14. The production logging tool according to claim 12, wherein the chloride sensor on the production logging tool comprises a fluid resistivity sensor, and the measurement comprises a measurement of a resistivity of the fluid.
15. The production logging tool according to claim 12, wherein the chloride sensor on the production logging tool comprises a neutron capture cross-section sensor, and the measurement comprises a measurement of a sigma of the fluid.
16. The production logging tool according to claim 12, wherein the processor further correlates the measurements of the water sensor and the chloride sensor in time.
17. The production logging tool according to claim 12, further comprising a conveyance comprising one of a wireline, a slickline, a coiled tubing conveyance, and a tractor.
18. The production logging tool according to claim 12, wherein the processor determines the fluid is naturally occurring in the formation if the level of the chloride content is less than approximately 20,000 ppm.
19. The production logging tool according to claim 12, wherein the processor determines the fluid is injection fluid if the level of the chloride content is greater than approximately 25,000 ppm.
20. The production logging tool according to claim 12, wherein the processor is configured to determine the fluid is outside of the formation if the chloride content is greater than approximately 80,000 ppm.

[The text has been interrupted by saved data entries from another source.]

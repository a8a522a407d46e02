//! Application context: dependency injection for handlers.

use std::collections::HashMap;
use std::sync::Arc;
use std::time::Duration;

use crate::checkout::{CheckoutConfig, CheckoutManager};
use crate::error::{CoursepayError, Result};
use crate::gateway::{PaymentGateway, Provider};
use crate::http::ratelimit::CallerRateLimiter;
use crate::leads::{InMemoryLeadStore, LeadStore};
use crate::notify::{ConsoleMailer, Mailer, NotifyConfig};
use crate::order::{InMemoryOrderLedger, OrderLedger};
use crate::pricing::PricingSet;
use crate::reconcile::Reconciler;
use crate::referral::{LeadReferralResolver, ReferralResolver};

/// Coupon validation is limited to 10 requests per 15 minutes per caller.
const COUPON_RATE_MAX: u32 = 10;
const COUPON_RATE_WINDOW: Duration = Duration::from_secs(15 * 60);

/// Shared state handed to every handler.
#[derive(Clone)]
pub struct AppContext {
    pub checkout: CheckoutManager,
    pub reconciler: Reconciler,
    pub ledger: Arc<dyn OrderLedger>,
    pub coupon_limiter: CallerRateLimiter,
    gateways: HashMap<Provider, Arc<dyn PaymentGateway>>,
}

impl AppContext {
    pub fn builder() -> AppContextBuilder {
        AppContextBuilder::new()
    }

    /// Look up the gateway registered for `provider`.
    pub fn gateway(&self, provider: Provider) -> Result<&Arc<dyn PaymentGateway>> {
        self.gateways.get(&provider).ok_or_else(|| {
            CoursepayError::validation(format!("payment provider '{provider}' is not enabled"))
        })
    }
}

/// Fluent builder for [`AppContext`]. Stores and mailer default to the
/// in-memory/console implementations so tests and local runs need no setup.
#[must_use = "builder does nothing until you call build()"]
pub struct AppContextBuilder {
    pricing: PricingSet,
    ledger: Option<Arc<dyn OrderLedger>>,
    leads: Option<Arc<dyn LeadStore>>,
    referrals: Option<Arc<dyn ReferralResolver>>,
    mailer: Option<Arc<dyn Mailer>>,
    notify: NotifyConfig,
    frontend_url: String,
    gateways: HashMap<Provider, Arc<dyn PaymentGateway>>,
}

impl AppContextBuilder {
    pub fn new() -> Self {
        Self {
            pricing: PricingSet::standard(),
            ledger: None,
            leads: None,
            referrals: None,
            mailer: None,
            notify: NotifyConfig::new("noreply@localhost", "sales@localhost"),
            frontend_url: "http://localhost:3000".to_string(),
            gateways: HashMap::new(),
        }
    }

    pub fn pricing(mut self, pricing: PricingSet) -> Self {
        self.pricing = pricing;
        self
    }

    pub fn ledger(mut self, ledger: Arc<dyn OrderLedger>) -> Self {
        self.ledger = Some(ledger);
        self
    }

    pub fn leads(mut self, leads: Arc<dyn LeadStore>) -> Self {
        self.leads = Some(leads);
        self
    }

    pub fn referrals(mut self, referrals: Arc<dyn ReferralResolver>) -> Self {
        self.referrals = Some(referrals);
        self
    }

    pub fn mailer(mut self, mailer: Arc<dyn Mailer>) -> Self {
        self.mailer = Some(mailer);
        self
    }

    pub fn notify(mut self, notify: NotifyConfig) -> Self {
        self.notify = notify;
        self
    }

    pub fn frontend_url(mut self, url: impl Into<String>) -> Self {
        self.frontend_url = url.into();
        self
    }

    pub fn gateway(mut self, gateway: Arc<dyn PaymentGateway>) -> Self {
        self.gateways.insert(gateway.provider(), gateway);
        self
    }

    pub fn build(self) -> Result<AppContext> {
        let ledger: Arc<dyn OrderLedger> = self
            .ledger
            .unwrap_or_else(|| Arc::new(InMemoryOrderLedger::new()));
        let leads: Arc<dyn LeadStore> = self
            .leads
            .unwrap_or_else(|| Arc::new(InMemoryLeadStore::new()));
        let referrals: Arc<dyn ReferralResolver> = self
            .referrals
            .unwrap_or_else(|| Arc::new(LeadReferralResolver::new(leads.clone())));
        let mailer: Arc<dyn Mailer> = self.mailer.unwrap_or_else(|| Arc::new(ConsoleMailer));

        let checkout = CheckoutManager::new(
            self.pricing,
            ledger.clone(),
            leads.clone(),
            referrals,
            CheckoutConfig::new(self.frontend_url)?,
        );
        let reconciler = Reconciler::new(ledger.clone(), leads, mailer, self.notify);

        Ok(AppContext {
            checkout,
            reconciler,
            ledger,
            coupon_limiter: CallerRateLimiter::new(COUPON_RATE_MAX, COUPON_RATE_WINDOW),
            gateways: self.gateways,
        })
    }
}

impl Default for AppContextBuilder {
    fn default() -> Self {
        Self::new()
    }
}
//! Per-caller rate limiting for the coupon validation endpoint, backed by
//! governor's keyed GCRA limiter.

use std::num::NonZeroU32;
use std::sync::atomic::{AtomicU64, Ordering};
use std::sync::Arc;
use std::time::Duration;

use governor::clock::{Clock, DefaultClock};
use governor::middleware::NoOpMiddleware;
use governor::state::keyed::DashMapStateStore;
use governor::{Quota, RateLimiter};

/// Shrink the keyed state store every N checks so long-running processes do
/// not accumulate state for every caller ever seen.
const SHRINK_INTERVAL: u64 = 1000;

type KeyedLimiter = RateLimiter<String, DashMapStateStore<String>, DefaultClock, NoOpMiddleware>;

/// Keyed rate limiter: `max_requests` per `window` per caller key.
#[derive(Clone)]
pub struct CallerRateLimiter {
    limiter: Arc<KeyedLimiter>,
    check_count: Arc<AtomicU64>,
}

impl CallerRateLimiter {
    /// Panics if `max_requests` is zero or `window` is zero; both are
    /// compile-time constants at call sites.
    #[must_use]
    pub fn new(max_requests: u32, window: Duration) -> Self {
        let burst = NonZeroU32::new(max_requests).expect("max_requests must be positive");
        let quota = Quota::with_period(window.div_f64(f64::from(max_requests.max(1))))
            .expect("window must be positive")
            .allow_burst(burst);
        Self {
            limiter: Arc::new(RateLimiter::keyed(quota)),
            check_count: Arc::new(AtomicU64::new(0)),
        }
    }

    /// Check one request for `key`. `Err(retry_after_secs)` when over limit.
    pub fn check(&self, key: &str) -> Result<(), u64> {
        let count = self.check_count.fetch_add(1, Ordering::Relaxed);
        if count > 0 && count % SHRINK_INTERVAL == 0 {
            self.limiter.retain_recent();
        }

        match self.limiter.check_key(&key.to_string()) {
            Ok(()) => Ok(()),
            Err(not_until) => {
                let wait = not_until.wait_time_from(DefaultClock::default().now());
                Err(wait.as_secs().max(1))
            }
        }
    }
}

#[cfg(test)]
mod tests {
    use super::*;

    #[test]
    fn test_burst_allowed_then_limited() {
        let limiter = CallerRateLimiter::new(10, Duration::from_secs(900));
        for i in 0..10 {
            assert!(limiter.check("1.2.3.4").is_ok(), "request {i} should pass");
        }
        let retry = limiter.check("1.2.3.4").unwrap_err();
        assert!(retry >= 1);
    }

    #[test]
    fn test_keys_are_independent() {
        let limiter = CallerRateLimiter::new(2, Duration::from_secs(900));
        assert!(limiter.check("a").is_ok());
        assert!(limiter.check("a").is_ok());
        assert!(limiter.check("a").is_err());
        assert!(limiter.check("b").is_ok());
    }
}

The present disclosure relates to techniques for performing fluid analysis. More particularly, the present disclosure relates to techniques, such as production logging, for performing fluid analysis of downhole fluids to detect, for example, chloride content.

Oilfield operations, such as drilling, completion, stimulation, production and/or other operations, may be used to locate and produce valuable hydrocarbons. Production operations may be used to draw located fluids from downhole locations through a wellbore and to surface facilities. Stimulation operations may be performed to facilitate production of fluids from downhole reservoirs. During stimulation, injection fluids may be pumped into surrounding formations to fracture the formation and create pathways for fluid flow. During production, fluid flowing from the formations and into the wellbore may contain a variety of downhole fluids, such as oil, gas, water, etc., and suspended solids. In some cases, such as when operating in certain mature oilfields, the produced fluid may be rich in water.

Production logging can be performed for monitoring the performance and health of a producing well. Such production logging may be used to determine dynamics and nature of the fluids flowing into the wellbore. Interpretation of data captured during production logging can be used to provide information on a wide variety of aspects of the wellbore. The information gathered may be generated on a production log.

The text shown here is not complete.